The route was based on a trip I took with my wife in August 2003. The main electric car specific constraint I used in terms of planning the route was: No more than 200 miles between charging stops, and charging stops coinciding with lunch, dinner etc. The main electric car specific constraint I used in terms of planning the accommodation was: Book accommodation near a charger (not necessarily with a charger), so that we could start each day on a 90% charge.

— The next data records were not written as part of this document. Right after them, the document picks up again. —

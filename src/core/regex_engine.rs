//! Regex engines used to decide whether a RegExp pattern compiles.
//!
//! The linter never reimplements regex syntax. It hands the pattern to a real
//! engine and passes the engine's error text through untouched.

use crate::config::PatternDialect;

/// Something that can try to compile a regex pattern.
pub trait PatternEngine: Send + Sync {
    /// Compile `pattern`, returning the engine's own error text on failure.
    fn compile(&self, pattern: &str) -> Result<(), String>;
}

/// ECMAScript regex syntax (`regress`), compiled without flags the way
/// `new RegExp(pattern)` does.
#[derive(Debug, Clone, Copy, Default)]
pub struct EcmaEngine;

impl PatternEngine for EcmaEngine {
    fn compile(&self, pattern: &str) -> Result<(), String> {
        regress::Regex::new(pattern)
            .map(drop)
            .map_err(|e| e.to_string())
    }
}

/// Linear-time engine (`regex`): rejects look-around and back-references.
#[derive(Debug, Clone, Copy, Default)]
pub struct StrictEngine;

impl PatternEngine for StrictEngine {
    fn compile(&self, pattern: &str) -> Result<(), String> {
        regex::Regex::new(pattern)
            .map(drop)
            .map_err(|e| e.to_string())
    }
}

pub fn engine_for(dialect: PatternDialect) -> Box<dyn PatternEngine> {
    match dialect {
        PatternDialect::Ecma => Box::new(EcmaEngine),
        PatternDialect::Strict => Box::new(StrictEngine),
    }
}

I managed to book a B&B in Orkney with a destination charger, and a B&B in Drumnadrochit in Loch Ness pretty much next to the CPS charger there. Unfortunately, for the north and west sections of the NC500 route, while we were able to book accommodation in towns which had CPS chargers, both towns were a little further down the route than we’d have liked.

The trip

Day 1: First charging stop at Charnock Richard, just south of Preston. Second charging stop was Gretna Green. That was one of the first times I’ve found a supercharger location with all the stalls occupied, although Gretna only has 4 stalls. It was just a 10 min wait though, so not a big issue. Not sure if it kept the battery preconditioned for supercharging during that time.

Day 2: On to Aviemore, for the last stop on the supercharger network for over a week. Then the B&B in Drumnadrochit, The Glen, pretty much opposite the CPS charger.

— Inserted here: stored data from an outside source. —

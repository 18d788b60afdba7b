/// Pure position information in source code files (JS/JSX/TS/TSX).
#[derive(Debug, Clone, PartialEq, Eq, PartialOrd, Ord)]
pub struct SourceLocation {
    pub file_path: String,
    pub line: usize,
    pub col: usize,
}

impl SourceLocation {
    pub fn new(file_path: impl Into<String>, line: usize, col: usize) -> Self {
        Self {
            file_path: file_path.into(),
            line,
            col,
        }
    }
}

/// Position plus the source line it points into, for caret display.
#[derive(Debug, Clone, PartialEq, Eq)]
pub struct SourceContext {
    pub location: SourceLocation,
    pub source_line: String,
}

impl SourceContext {
    pub fn new(location: SourceLocation, source_line: impl Into<String>) -> Self {
        Self {
            location,
            source_line: source_line.into(),
        }
    }

    // Convenience accessors
    pub fn file_path(&self) -> &str {
        &self.location.file_path
    }

    pub fn line(&self) -> usize {
        self.location.line
    }

    pub fn col(&self) -> usize {
        self.location.col
    }
}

Day 3: Got a “CCS error” after a few minutes of charging on the CCS charger at Drumnadrochit, which I found was common with the older chargers, but switched to the Type 2 connector and all was fine albeit around half the speed.

Day 4: I think we got on to the NC500 route at Muir of Ord, but the route finder seemed to want to keep suggesting faster routes, so for that leg I had to put destinations in town by town. Chanced across a couple of not-quite-commissioned CPS chargers on the way - one at Brora and the other at Wick (supplementing Wick’s other 2 locations). It is reassuring that the charging network is still being so actively extended, and interesting that they don’t show on the map until ready for use (in contrast to the superchargers which can appear as “coming soon” for years). Was 30 mins early at the ferry terminal, so gave a quick top up in the free CPS bay (the other bay was occupied by a fully charged car). I remembered to switch off the Tilt Alarm before getting on the ferry. However, within 5 minutes of the ferry departing I heard the car alarm go off and got an alert on my phone. It seems that certain activities turn the Tilt Alarm back on. It was fine for the return journey though. Our B&B, Bankburn House, had a Tesla destination charger. The host has his own wind turbine that powers the destination charger, and was very keen to talk about Teslas, renewable energy and climate change, which I enjoyed doing too. Apparently there are 4 Teslas on the islands, including his.

Days 5 & 6:




Day 7: Got the 09.00 ferry crossing. Tried to get a quick extra charge during a coffee break at Tongue, but it was an old CPS machine and CCS errored after 60 seconds, although I did get 15 miles of range on a Type 2 in the following 20 minutes. The stretch from Unapool to Drumbeg was perhaps the most difficult driving. The 25% gradient was a breeze in an electric car, but the single track blind summit was just a crazy idea for any car.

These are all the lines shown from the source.